How A. G. Bell Spent His Summers Hanging Out In Nova Scotia and Flying Kites In the Name of Science


“He goes up there on the side of the hill on sunny afternoons and with a lot of thing-ma-jigs fools away the whole blessed day, flying kites, mind you. He sets up a blackboard and puts down figures about these kites and queer machines he keeps bobbing around in the sky. Dozens of them he has, all kinds of queer shapes, and the kites are but poor things God knows! I could make better myself.” — Comments of a boatman in Baddeck, Nova Scotia, on the tetrahedral-kite experiments of Alexander Graham Bell

Alexander Graham Bell (right) and his assistants observing the progress of one of his tetrahedral kites (1908)

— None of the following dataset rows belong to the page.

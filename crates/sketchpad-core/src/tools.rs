//! Tool system: interprets pointer gestures as document mutations.

use crate::document::DocumentStore;
use crate::shapes::{Ellipse, ElementId, ElementSpec, Freehand, Rectangle, Text};
use kurbo::{Point, Vec2};
use serde::{Deserialize, Serialize};

/// Minimum number of points a pen stroke needs to be kept.
pub const MIN_STROKE_POINTS: usize = 3;

/// Available tools.
#[derive(Debug, Clone, Copy, PartialEq, Eq, Hash, Serialize, Deserialize, Default)]
#[serde(rename_all = "lowercase")]
pub enum ToolKind {
    #[default]
    Select,
    Move,
    Rectangle,
    Circle,
    Text,
    Pen,
}

impl ToolKind {
    /// Whether existing elements can be dragged and transformed under this tool.
    pub fn allows_drag(&self) -> bool {
        matches!(self, ToolKind::Select | ToolKind::Move)
    }
}

/// Geometry and styling given to elements created by tools.
#[derive(Debug, Clone, PartialEq, Serialize, Deserialize)]
#[serde(default)]
pub struct ToolDefaults {
    pub rect_width: f64,
    pub rect_height: f64,
    pub rect_fill: String,
    pub rect_stroke: String,
    pub rect_stroke_width: f64,
    pub circle_radius: f64,
    pub circle_fill: String,
    pub circle_stroke: String,
    pub circle_stroke_width: f64,
    pub text_content: String,
    pub text_font_size: f64,
    pub text_fill: String,
    pub pen_stroke: String,
    pub pen_stroke_width: f64,
}

impl Default for ToolDefaults {
    fn default() -> Self {
        Self {
            rect_width: 100.0,
            rect_height: 100.0,
            rect_fill: "#3b82f6".to_string(),
            rect_stroke: "#1e40af".to_string(),
            rect_stroke_width: 2.0,
            circle_radius: 50.0,
            circle_fill: "#8b5cf6".to_string(),
            circle_stroke: "#7c3aed".to_string(),
            circle_stroke_width: 2.0,
            text_content: "Double click to edit".to_string(),
            text_font_size: 24.0,
            text_fill: "#1f2937".to_string(),
            pen_stroke: "#1f2937".to_string(),
            pen_stroke_width: 3.0,
        }
    }
}

/// State of a tool interaction.
#[derive(Debug, Clone, Default, PartialEq)]
pub(crate) enum ToolState {
    /// Waiting for a press.
    #[default]
    Idle,
    /// A pen stroke is in progress.
    Drawing {
        /// Points accumulated since the press.
        points: Vec<Point>,
    },
}

/// Turns press / move / release gestures into [`DocumentStore`] mutations.
#[derive(Debug, Clone, Default)]
pub struct ToolController {
    state: ToolState,
    /// Styling for newly created elements.
    pub defaults: ToolDefaults,
}

impl ToolController {
    /// Create a controller with the stock defaults.
    pub fn new() -> Self {
        Self::default()
    }

    /// Create a controller with custom defaults.
    pub fn with_defaults(defaults: ToolDefaults) -> Self {
        Self {
            state: ToolState::Idle,
            defaults,
        }
    }

    /// Check if a pen stroke is in progress.
    pub fn is_drawing(&self) -> bool {
        matches!(self.state, ToolState::Drawing { .. })
    }

    /// The in-flight stroke flattened as x,y scalars, for live preview.
    pub fn preview(&self) -> Option<Vec<f64>> {
        match &self.state {
            ToolState::Drawing { points } if points.len() > 1 => {
                Some(points.iter().flat_map(|p| [p.x, p.y]).collect())
            }
            _ => None,
        }
    }

    /// Switch tools, discarding any in-flight stroke.
    pub fn set_tool(&mut self, store: &mut DocumentStore, tool: ToolKind) {
        if tool != ToolKind::Pen && self.is_drawing() {
            log::debug!("Tool switched to {:?} mid-stroke, discarding stroke", tool);
            self.cancel();
        }
        store.set_active_tool(tool);
    }

    /// Discard any in-flight stroke without creating an element.
    pub fn cancel(&mut self) {
        self.state = ToolState::Idle;
    }

    /// Handle a pointer press. Returns the id of an element created by the press.
    pub fn press(&mut self, store: &mut DocumentStore, point: Point) -> Option<ElementId> {
        let tool = store.active_tool();
        let spec = match tool {
            ToolKind::Select | ToolKind::Move => return None,
            ToolKind::Rectangle => {
                let d = &self.defaults;
                let half = Vec2::new(d.rect_width / 2.0, d.rect_height / 2.0);
                ElementSpec::new(
                    point - half,
                    Rectangle::new(
                        d.rect_width,
                        d.rect_height,
                        d.rect_fill.as_str(),
                        d.rect_stroke.as_str(),
                        d.rect_stroke_width,
                    ),
                )
            }
            ToolKind::Circle => {
                let d = &self.defaults;
                let r = d.circle_radius;
                ElementSpec::new(
                    point - Vec2::new(r, r),
                    Ellipse::circle(
                        r,
                        d.circle_fill.as_str(),
                        d.circle_stroke.as_str(),
                        d.circle_stroke_width,
                    ),
                )
            }
            ToolKind::Text => {
                let d = &self.defaults;
                ElementSpec::new(
                    point,
                    Text::new(d.text_content.as_str(), d.text_font_size, d.text_fill.as_str()),
                )
            }
            ToolKind::Pen => {
                self.state = ToolState::Drawing {
                    points: vec![point],
                };
                return None;
            }
        };
        Some(store.add_element(spec))
    }

    /// Handle pointer movement. Only extends an in-flight pen stroke.
    pub fn move_to(&mut self, store: &DocumentStore, point: Point) {
        if store.active_tool() != ToolKind::Pen {
            self.discard_stale();
            return;
        }
        if let ToolState::Drawing { points } = &mut self.state {
            log::trace!("Stroke point ({}, {})", point.x, point.y);
            points.push(point);
        }
    }

    /// Handle a pointer release. Commits the pen stroke if it has enough points.
    pub fn release(&mut self, store: &mut DocumentStore) -> Option<ElementId> {
        let ToolState::Drawing { points } = std::mem::take(&mut self.state) else {
            return None;
        };
        if store.active_tool() != ToolKind::Pen {
            log::debug!("Stroke ended under {:?}, discarded", store.active_tool());
            return None;
        }
        if points.len() < MIN_STROKE_POINTS {
            log::debug!("Stroke with {} point(s) discarded", points.len());
            return None;
        }
        let d = &self.defaults;
        let stroke = Freehand::from_points(points, d.pen_stroke.as_str(), d.pen_stroke_width);
        Some(store.add_element(ElementSpec::new(Point::ORIGIN, stroke)))
    }

    /// Drop a stroke left over from a tool switch that bypassed [`Self::set_tool`].
    fn discard_stale(&mut self) {
        if self.is_drawing() {
            log::debug!("Discarding stroke left over from a tool switch");
            self.cancel();
        }
    }
}

#[cfg(test)]
mod tests {
    use super::*;
    use crate::shapes::ShapeKind;

    fn store_with(tool: ToolKind) -> DocumentStore {
        let mut store = DocumentStore::new();
        store.set_active_tool(tool);
        store
    }

    #[test]
    fn test_tool_selection() {
        let mut store = DocumentStore::new();
        let mut tc = ToolController::new();
        assert_eq!(store.active_tool(), ToolKind::Select);

        tc.set_tool(&mut store, ToolKind::Rectangle);
        assert_eq!(store.active_tool(), ToolKind::Rectangle);
    }

    #[test]
    fn test_select_tool_no_shape() {
        let mut store = store_with(ToolKind::Select);
        let mut tc = ToolController::new();

        assert!(tc.press(&mut store, Point::new(0.0, 0.0)).is_none());
        tc.move_to(&store, Point::new(10.0, 10.0));
        assert!(tc.release(&mut store).is_none());
        assert!(store.is_empty());
    }

    #[test]
    fn test_rectangle_centered_on_press() {
        let mut store = store_with(ToolKind::Rectangle);
        let mut tc = ToolController::new();

        let id = tc.press(&mut store, Point::new(200.0, 150.0)).unwrap();

        let element = store.get(&id).unwrap();
        assert_eq!(element.kind(), ShapeKind::Rectangle);
        assert_eq!(element.bounds().center(), Point::new(200.0, 150.0));
        let rect = element.as_rectangle().unwrap();
        assert_eq!(rect.fill, "#3b82f6");
        assert_eq!(store.selected_id(), Some(&id));
    }

    #[test]
    fn test_circle_centered_on_press() {
        let mut store = store_with(ToolKind::Circle);
        let mut tc = ToolController::new();

        let id = tc.press(&mut store, Point::new(100.0, 100.0)).unwrap();

        let element = store.get(&id).unwrap();
        let circle = element.as_ellipse().unwrap();
        assert!((circle.radius - 50.0).abs() < f64::EPSILON);
        assert_eq!(circle.center(element.position), Point::new(100.0, 100.0));
    }

    #[test]
    fn test_text_at_press() {
        let mut store = store_with(ToolKind::Text);
        let mut tc = ToolController::new();

        let id = tc.press(&mut store, Point::new(7.0, 8.0)).unwrap();

        let element = store.get(&id).unwrap();
        assert_eq!(element.position, Point::new(7.0, 8.0));
        let text = element.as_text().unwrap();
        assert_eq!(text.content, "Double click to edit");
        assert!((text.font_size - 24.0).abs() < f64::EPSILON);
    }

    #[test]
    fn test_pen_stroke_committed() {
        let mut store = store_with(ToolKind::Pen);
        let mut tc = ToolController::new();

        assert!(tc.press(&mut store, Point::new(0.0, 0.0)).is_none());
        assert!(tc.is_drawing());
        tc.move_to(&store, Point::new(1.0, 1.0));
        tc.move_to(&store, Point::new(2.0, 2.0));
        let id = tc.release(&mut store).unwrap();

        assert!(!tc.is_drawing());
        assert_eq!(store.len(), 1);
        let element = store.get(&id).unwrap();
        assert_eq!(element.position, Point::ORIGIN);
        let path = element.as_freehand().unwrap();
        assert_eq!(path.coords(), vec![0.0, 0.0, 1.0, 1.0, 2.0, 2.0]);
        assert_eq!(path.stroke, "#1f2937");
        assert!((path.stroke_width - 3.0).abs() < f64::EPSILON);
    }

    #[test]
    fn test_pen_click_creates_nothing() {
        let mut store = store_with(ToolKind::Pen);
        let mut tc = ToolController::new();

        tc.press(&mut store, Point::new(5.0, 5.0));
        assert!(tc.release(&mut store).is_none());
        assert!(store.is_empty());
        assert!(!tc.is_drawing());

        tc.press(&mut store, Point::new(5.0, 5.0));
        tc.move_to(&store, Point::new(6.0, 6.0));
        assert!(tc.release(&mut store).is_none());
        assert!(store.is_empty());
    }

    #[test]
    fn test_move_without_press_is_noop() {
        let mut store = store_with(ToolKind::Pen);
        let mut tc = ToolController::new();

        tc.move_to(&store, Point::new(1.0, 1.0));
        assert!(!tc.is_drawing());
        assert!(tc.release(&mut store).is_none());
    }

    #[test]
    fn test_tool_switch_discards_stroke() {
        let mut store = store_with(ToolKind::Pen);
        let mut tc = ToolController::new();

        tc.press(&mut store, Point::new(0.0, 0.0));
        tc.move_to(&store, Point::new(1.0, 1.0));
        tc.move_to(&store, Point::new(2.0, 2.0));
        tc.set_tool(&mut store, ToolKind::Select);
        assert!(!tc.is_drawing());

        tc.set_tool(&mut store, ToolKind::Pen);
        tc.move_to(&store, Point::new(3.0, 3.0));
        assert!(tc.release(&mut store).is_none());
        assert!(store.is_empty());
    }

    #[test]
    fn test_direct_tool_switch_discards_stroke() {
        let mut store = store_with(ToolKind::Pen);
        let mut tc = ToolController::new();

        tc.press(&mut store, Point::new(0.0, 0.0));
        tc.move_to(&store, Point::new(1.0, 1.0));
        tc.move_to(&store, Point::new(2.0, 2.0));
        store.set_active_tool(ToolKind::Rectangle);

        assert!(tc.release(&mut store).is_none());
        assert!(store.is_empty());
    }

    #[test]
    fn test_preview() {
        let mut store = store_with(ToolKind::Pen);
        let mut tc = ToolController::new();

        tc.press(&mut store, Point::new(0.0, 0.0));
        assert!(tc.preview().is_none());
        tc.move_to(&store, Point::new(4.0, 5.0));
        assert_eq!(tc.preview(), Some(vec![0.0, 0.0, 4.0, 5.0]));
    }

    #[test]
    fn test_custom_defaults() {
        let mut store = store_with(ToolKind::Rectangle);
        let defaults = ToolDefaults {
            rect_width: 10.0,
            rect_height: 20.0,
            ..Default::default()
        };
        let mut tc = ToolController::with_defaults(defaults);

        let id = tc.press(&mut store, Point::new(0.0, 0.0)).unwrap();
        let element = store.get(&id).unwrap();
        assert_eq!(element.position, Point::new(-5.0, -10.0));
    }
}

Since kites were used to test both aerodynamics and flight stability, they played an important role in the development of aviation. Lawrence Hargrave (1850 - 1915) — who was an English engineer, explorer, astronomer, and aeronautical pioneer — first created the high-performance box kite, or cellular kite, in 1892. In turn, his work inspired the Scottish-born inventor Alexander Graham Bell (1847 - 1922), whose aeronautics experiments, beginning in the late 1890s, led to the development of the respectable tetrahedral cell kite that had impressive strength as well as great lift.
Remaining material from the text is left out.